Despite his assertions to the contrary, Booth had, in fact, performed public recitations before. When he ran off with the Richmond Grays to attend the execution of John Brown, he had entertained his fellow soldiers with readings. That was, however, over four years ago when he was still but a novice actor.

The next day’s newspaper advertised the performance as its lead article, with the newspaper’s ironic political sentiments being the only thing preceding it in the issue.

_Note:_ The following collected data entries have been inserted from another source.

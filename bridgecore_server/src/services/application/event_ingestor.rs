//! Two symmetric ingest paths into the event store, both converging on the
//! same idempotent insert so the upstream event id is the sole ordering
//! authority regardless of which path delivered it first.

use std::sync::Arc;

use bridgecore_core::{CoreError, EventId, TenantId, Value};

use crate::domains::events::{ChangeKind, Event, EventRepository};
use crate::domains::registry::UpstreamConfig;
use crate::services::application::session_pool::UpstreamSessionPool;
use crate::services::infrastructure::observability::metrics::SyncMetrics;

const DEFAULT_PULL_BATCH_SIZE: u32 = 500;

pub struct EventIngestor {
  repo: Arc<dyn EventRepository>,
  pool: Arc<UpstreamSessionPool>,
}

impl EventIngestor {
  pub fn new(repo: Arc<dyn EventRepository>, pool: Arc<UpstreamSessionPool>) -> Self {
    Self { repo, pool }
  }

  /// Push-from-upstream: an authenticated webhook delivers one event
  /// payload; duplicates (by id) are idempotently ignored.
  pub async fn push(&self, tenant_id: TenantId, event: Event) -> Result<(), CoreError> {
    debug_assert_eq!(event.tenant_id, tenant_id);
    self.repo.ingest(&event).await?;
    SyncMetrics::ingested(&tenant_id.to_string(), 1);
    Ok(())
  }

  /// Pull-from-upstream: asks the tenant's upstream for events with id
  /// greater than the maximum id already stored, up to a bounded batch.
  pub async fn pull(&self, tenant_id: TenantId, upstream: &UpstreamConfig) -> Result<u32, CoreError> {
    let since = self.repo.max_id(tenant_id).await?.unwrap_or(EventId(0));

    let request = Value::Map(std::collections::BTreeMap::from([
      ("since_event_id".to_string(), Value::Int(since.0)),
      ("limit".to_string(), Value::Int(DEFAULT_PULL_BATCH_SIZE as i64)),
    ]));

    let response = self
      .pool
      .call(tenant_id, upstream, "events.poll", "bridgecore.event", &request)
      .await?;

    let events = parse_events(tenant_id, &response)?;
    let count = events.len() as u32;
    for event in events {
      self.repo.ingest(&event).await?;
    }
    if count > 0 {
      SyncMetrics::ingested(&tenant_id.to_string(), count as u64);
    }
    Ok(count)
  }
}

fn parse_events(tenant_id: TenantId, response: &Value) -> Result<Vec<Event>, CoreError> {
  let list = response
    .as_map()
    .and_then(|m| m.get("events"))
    .and_then(|v| v.as_list())
    .ok_or_else(|| CoreError::UpstreamError("malformed event poll response".to_string()))?;

  list.iter().map(|raw| parse_one_event(tenant_id, raw)).collect()
}

fn parse_one_event(tenant_id: TenantId, raw: &Value) -> Result<Event, CoreError> {
  let map = raw
    .as_map()
    .ok_or_else(|| CoreError::UpstreamError("event entry is not an object".to_string()))?;

  let id = map
    .get("id")
    .and_then(as_int)
    .ok_or_else(|| CoreError::UpstreamError("event missing `id`".to_string()))?;
  let model = map
    .get("model")
    .and_then(|v| v.as_str())
    .ok_or_else(|| CoreError::UpstreamError("event missing `model`".to_string()))?
    .to_string();
  let record_id = map
    .get("record_id")
    .and_then(as_int)
    .ok_or_else(|| CoreError::UpstreamError("event missing `record_id`".to_string()))?;
  let change_kind = match map.get("change_kind").and_then(|v| v.as_str()) {
    Some("create") => ChangeKind::Create,
    Some("write") => ChangeKind::Write,
    Some("unlink") => ChangeKind::Unlink,
    _ => return Err(CoreError::UpstreamError("event has unknown change_kind".to_string())),
  };
  let priority = map.get("priority").and_then(|v| v.as_str()).map(|s| s.to_string());
  let payload = map.get("payload").cloned();

  Ok(Event {
    id: EventId(id),
    tenant_id,
    model,
    record_id,
    change_kind,
    server_timestamp: chrono::Utc::now(),
    payload,
    priority,
  })
}

fn as_int(v: &Value) -> Option<i64> {
  match v {
    Value::Int(i) => Some(*i),
    Value::Float(f) => Some(*f as i64),
    _ => None,
  }
}

#[cfg(test)]
mod tests {
  use super::*;
  use uuid::Uuid;

  fn event_value(id: i64, model: &str, record_id: i64, change_kind: &str) -> Value {
    Value::Map(std::collections::BTreeMap::from([
      ("id".to_string(), Value::Int(id)),
      ("model".to_string(), Value::String(model.to_string())),
      ("record_id".to_string(), Value::Int(record_id)),
      ("change_kind".to_string(), Value::String(change_kind.to_string())),
    ]))
  }

  fn poll_response(events: Vec<Value>) -> Value {
    Value::Map(std::collections::BTreeMap::from([(
      "events".to_string(),
      Value::List(events),
    )]))
  }

  #[test]
  fn parses_a_well_formed_event_batch() {
    let tenant_id = TenantId(Uuid::new_v4());
    let response = poll_response(vec![
      event_value(1, "res.partner", 42, "create"),
      event_value(2, "sale.order", 7, "write"),
    ]);

    let events = parse_events(tenant_id, &response).expect("should parse");
    assert_eq!(events.len(), 2);
    assert_eq!(events[0].id, EventId(1));
    assert_eq!(events[0].model, "res.partner");
    assert_eq!(events[0].change_kind, ChangeKind::Create);
    assert_eq!(events[1].change_kind, ChangeKind::Write);
    assert!(events.iter().all(|e| e.tenant_id == tenant_id));
  }

  #[test]
  fn rejects_response_missing_events_key() {
    let tenant_id = TenantId(Uuid::new_v4());
    let response = Value::Map(std::collections::BTreeMap::new());
    assert!(parse_events(tenant_id, &response).is_err());
  }

  #[test]
  fn rejects_event_with_unknown_change_kind() {
    let tenant_id = TenantId(Uuid::new_v4());
    let response = poll_response(vec![event_value(1, "res.partner", 42, "archive")]);
    assert!(parse_events(tenant_id, &response).is_err());
  }

  #[test]
  fn rejects_event_missing_required_field() {
    let tenant_id = TenantId(Uuid::new_v4());
    let mut bad = event_value(1, "res.partner", 42, "create");
    if let Value::Map(m) = &mut bad {
      m.remove("record_id");
    }
    let response = poll_response(vec![bad]);
    assert!(parse_events(tenant_id, &response).is_err());
  }
}
use chrono::{DateTime, Utc};
use serde::{Deserialize, Serialize};
use utoipa::{IntoParams, ToSchema};

#[derive(Debug, Deserialize, ToSchema)]
pub struct SyncPullRequest {
  pub device_id: String,
  pub app_type: String,
  pub model_filter: Option<String>,
  pub limit: Option<u32>,
}

#[derive(Debug, Serialize, ToSchema)]
pub struct SyncEventDto {
  pub id: i64,
  pub model: String,
  pub record_id: i64,
  pub change_kind: String,
  #[schema(value_type = Object)]
  pub payload: Option<serde_json::Value>,
  pub priority: Option<String>,
  pub server_timestamp: DateTime<Utc>,
}

#[derive(Debug, Serialize, ToSchema)]
pub struct SyncPullResponse {
  pub events: Vec<SyncEventDto>,
  pub next_last_id: i64,
  pub cursor: SyncCursorDto,
}

#[derive(Debug, Serialize, ToSchema)]
pub struct SyncCursorDto {
  pub last_seen_event_id: i64,
  pub last_sync_at: Option<DateTime<Utc>>,
  pub cumulative_syncs: i64,
  pub cumulative_events: i64,
}

#[derive(Debug, Deserialize, IntoParams)]
pub struct SyncStateQuery {
  pub device_id: String,
  pub app_type: String,
}

#[derive(Debug, Deserialize, ToSchema)]
pub struct SyncResetRequest {
  pub device_id: String,
  pub app_type: String,
}
//! One logical upstream session handle per tenant, with lazy authentication
//! and reauth-on-expiry.

use dashmap::DashMap;
use serde::{Deserialize, Serialize};
use std::sync::Arc;
use std::time::{Duration, Instant};
use tokio::sync::Mutex;

use bridgecore_core::{CoreError, TenantId, Value};

use crate::domains::registry::UpstreamConfig;
use crate::services::infrastructure::observability::metrics::UpstreamMetrics;

#[derive(Debug, Clone)]
struct SessionHandle {
  token: String,
  created_at: Instant,
  last_used: Instant,
}

struct TenantSlot {
  handle: Mutex<Option<SessionHandle>>,
}

/// `call(tenant, operation, payload) -> result`, reauthenticating
/// transparently when the upstream reports the session has expired.
///
/// Concurrency: many in-flight calls per tenant are allowed; only the
/// authenticate-and-store step is serialized, via the per-tenant mutex
/// guarding that tenant's slot, so concurrent callers don't thunder the
/// upstream with parallel logins.
pub struct UpstreamSessionPool {
  http: reqwest::Client,
  slots: DashMap<TenantId, Arc<TenantSlot>>,
  idle_ttl: Duration,
}

impl UpstreamSessionPool {
  pub fn new(request_timeout: Duration, idle_ttl: Duration) -> Result<Self, CoreError> {
    let http = reqwest::Client::builder()
      .timeout(request_timeout)
      .build()
      .map_err(|e| CoreError::Internal(format!("failed to build upstream http client: {e}")))?;

    Ok(Self {
      http,
      slots: DashMap::new(),
      idle_ttl,
    })
  }

  fn slot_for(&self, tenant_id: TenantId) -> Arc<TenantSlot> {
    self
      .slots
      .entry(tenant_id)
      .or_insert_with(|| {
        Arc::new(TenantSlot {
          handle: Mutex::new(None),
        })
      })
      .clone()
  }

  pub async fn call(
    &self,
    tenant_id: TenantId,
    upstream: &UpstreamConfig,
    operation: &str,
    model: &str,
    payload: &Value,
  ) -> Result<Value, CoreError> {
    let slot = self.slot_for(tenant_id);

    let token = {
      let mut guard = slot.handle.lock().await;
      match guard.as_ref() {
        Some(h) => h.token.clone(),
        None => {
          let handle = self.authenticate(upstream).await?;
          let token = handle.token.clone();
          *guard = Some(handle);
          token
        }
      }
    };

    match self.invoke(upstream, &token, operation, model, payload).await {
      Ok(result) => {
        self.touch(&slot).await;
        Ok(result)
      }
      Err(CoreError::UpstreamAuthFailed(_)) => {
        UpstreamMetrics::error(&tenant_id.to_string(), "session_expired");
        let mut guard = slot.handle.lock().await;
        *guard = None;
        let handle = self.authenticate(upstream).await?;
        let token = handle.token.clone();
        *guard = Some(handle);
        drop(guard);
        let result = self.invoke(upstream, &token, operation, model, payload).await?;
        self.touch(&slot).await;
        Ok(result)
      }
      Err(other) => Err(other),
    }
  }

  async fn touch(&self, slot: &Arc<TenantSlot>) {
    if let Some(h) = slot.handle.lock().await.as_mut() {
      h.last_used = Instant::now();
    }
  }

  async fn authenticate(&self, upstream: &UpstreamConfig) -> Result<SessionHandle, CoreError> {
    let req = AuthenticateRequest {
      db: upstream.database.clone(),
      login: upstream.username.clone(),
      password: upstream.password.clone(),
    };

    let resp = self
      .http
      .post(format!("{}/web/session/authenticate", upstream.base_url))
      .json(&req)
      .send()
      .await
      .map_err(map_reqwest_err)?;

    if resp.status().as_u16() == 401 || resp.status().as_u16() == 403 {
      return Err(CoreError::UpstreamAuthFailed(
        "upstream rejected tenant credentials".to_string(),
      ));
    }
    if !resp.status().is_success() {
      return Err(CoreError::UpstreamError(format!(
        "authenticate failed with status {}",
        resp.status()
      )));
    }

    let body: AuthenticateResponse = resp.json().await.map_err(map_reqwest_err)?;
    Ok(SessionHandle {
      token: body.session_id,
      created_at: Instant::now(),
      last_used: Instant::now(),
    })
  }

  async fn invoke(
    &self,
    upstream: &UpstreamConfig,
    session_token: &str,
    operation: &str,
    model: &str,
    payload: &Value,
  ) -> Result<Value, CoreError> {
    let req = CallRequest {
      model: model.to_string(),
      method: operation.to_string(),
      params: payload.clone(),
    };

    let resp = self
      .http
      .post(format!("{}/web/dataset/call_kw", upstream.base_url))
      .header("X-Bridgecore-Session", session_token)
      .json(&req)
      .send()
      .await
      .map_err(map_reqwest_err)?;

    if resp.status().as_u16() == 401 {
      return Err(CoreError::UpstreamAuthFailed("upstream session expired".to_string()));
    }
    if !resp.status().is_success() {
      return Err(CoreError::UpstreamError(format!(
        "{} returned status {}",
        operation,
        resp.status()
      )));
    }

    let body: serde_json::Value = resp.json().await.map_err(map_reqwest_err)?;
    Ok(Value::from(body))
  }

  /// Evicts handles idle beyond the configured idle TTL; intended to be
  /// driven by the scheduler's periodic sweep.
  pub async fn evict_idle(&self) {
    let now = Instant::now();
    for entry in self.slots.iter() {
      let mut guard = entry.value().handle.lock().await;
      if let Some(h) = guard.as_ref() {
        if now.duration_since(h.last_used) > self.idle_ttl {
          *guard = None;
        }
      }
    }
  }
}

fn map_reqwest_err(e: reqwest::Error) -> CoreError {
  if e.is_timeout() {
    CoreError::UpstreamTimeout
  } else if e.is_connect() {
    CoreError::UpstreamUnreachable(e.to_string())
  } else {
    CoreError::UpstreamError(e.to_string())
  }
}

#[derive(Serialize)]
struct AuthenticateRequest {
  db: String,
  login: String,
  password: String,
}

#[derive(Deserialize)]
struct AuthenticateResponse {
  session_id: String,
}

#[derive(Serialize)]
struct CallRequest {
  model: String,
  method: String,
  params: Value,
}
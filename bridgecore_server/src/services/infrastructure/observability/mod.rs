pub mod metrics;
pub mod tracing;

pub use metrics::{init_metrics, MetricsGuard};
pub use tracing::{init_tracing, TracingGuard};
use axum::{extract::State, Extension, Json};
use chrono::Utc;

use bridgecore_core::{CoreError, EventId, Value};

use crate::domains::events::{ChangeKind, Event};
use crate::dtos::webhooks::{CheckUpdatesResponse, WebhookPushRequest, WebhookPushResponse};
use crate::error::AppError;
use crate::services::application::RequestContext;
use crate::state::AppState;

fn parse_change_kind(raw: &str) -> Result<ChangeKind, AppError> {
  match raw {
    "create" => Ok(ChangeKind::Create),
    "write" => Ok(ChangeKind::Write),
    "unlink" => Ok(ChangeKind::Unlink),
    other => Err(CoreError::InvalidPayload(format!("unknown change_kind `{other}`")).into()),
  }
}

#[utoipa::path(
  post,
  path = "/api/v1/webhooks/push",
  request_body = WebhookPushRequest,
  responses((status = 200, body = WebhookPushResponse)),
  security(("access_token" = [])),
  tag = "webhooks"
)]
pub async fn push(
  State(state): State<AppState>,
  Extension(context): Extension<RequestContext>,
  Json(body): Json<WebhookPushRequest>,
) -> Result<Json<WebhookPushResponse>, AppError> {
  let event = Event {
    id: EventId(body.event_id),
    tenant_id: context.tenant.id,
    model: body.model,
    record_id: body.record_id,
    change_kind: parse_change_kind(&body.change_kind)?,
    server_timestamp: body.server_timestamp.unwrap_or_else(Utc::now),
    payload: body.payload.map(Value::from),
    priority: body.priority,
  };

  let event_id = event.id.0;
  state.event_ingestor.push(context.tenant.id, event).await?;

  Ok(Json(WebhookPushResponse {
    accepted: true,
    event_id,
  }))
}

#[utoipa::path(
  get,
  path = "/api/v1/webhooks/check-updates",
  responses((status = 200, body = CheckUpdatesResponse)),
  security(("access_token" = [])),
  tag = "webhooks"
)]
pub async fn check_updates(
  State(state): State<AppState>,
  Extension(context): Extension<RequestContext>,
) -> Result<Json<CheckUpdatesResponse>, AppError> {
  let upstream = state.admission.upstream_config(&context.tenant)?;
  let pulled = state.event_ingestor.pull(context.tenant.id, &upstream).await?;

  Ok(Json(CheckUpdatesResponse {
    has_updates: pulled > 0,
    new_events_pulled: pulled,
  }))
}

John Wilkes Booth will perfom with Lincoln ad 1-5-1864 St Joseph Morning Herald

In addition to reciting pieces contained in the article above, John Wilkes also took this chance to recite one of his favorite, and entirely appropriate, poems, “Beautiful Snow.” The newspapers hailed the performance the next day, stating:

“The dramatic reading of this celebrated actor last evening was well attended and gave universal satisfaction.  The Hall was well filled, but it was so very cold that everybody found it almost impossible to be comfortable. The selections of the reader were all rendered in a captial style, but we were particularly pleased with ‘Once I was Pure [Beautiful Snow]‘ and the ‘Charge of the Light Brigade.’ Our citizens would greet Mr. Booth with a crowded house could he be persuaded to repeat the entertainment.”

Booth did not perform again in St. Joseph despite the newspaper’s suggestion. It might have had something to do with the condition of the audience, which the newspaper scolded for their behavior during his recitations:

“It is inexplicable why full grown men will go about in a hall on such an occasion as that of last night, stamping like elephants, and moving chairs as though they were anvils. A trifle of good breeding is a capital thing to be used in keeping a hall quiet.  Stupid dolts who go thundering about the world, to the disgust of every sensible person, should be debarred from the privileges of Corby’s Hall during dramatic readings.”

Booth received $150 from the performance, which was greatly needed. Days were still passing with little sign that the trains would start running again. On Thursday, January 7, the temperature in St. Joseph at 9:00 am was twenty-one degrees below zero. Some days were better than others, however, with the newspaper celebrating the reappearance of the sun despite the “crisp, cold day”.

By Friday, January 8, it was clear that everyone was suffering from the prolonged freeze. The newspaper lamented, “Well, this is a big storm. In the memory of man, no such cold weather and no such fall of snow has been known as we are now suffering in. Hundreds of travelers are here, weatherbound.” An earlier report stated, “Our people are in a terrible fix. The snow has effectually shut us out from ‘all the world and the rest of mankind,’ and there is no prospect of relief.” John Wilkes Booth was now three days overdue for his engagement in St. Louis, 300 miles away. A man arrived in St. Joseph and related that he had taken the train west from Macon, the transfer point to St. Louis. The train made it west until Breckenridge, where the other stopped trains and snow prevented it from going further. Booth, realizing that if he could make it to Breckenridge, 60 miles to the east, he could catch the working trains to Macon and then St. Louis, decided to put an end to his snowy vacation in St. Joseph. With $100 of the money he had received from his public reading, Booth hired a four-horse sleigh to take him the 60 miles to Breckenridge. He departed on January 8, after spending about five and a half days in St. Joseph, Missouri.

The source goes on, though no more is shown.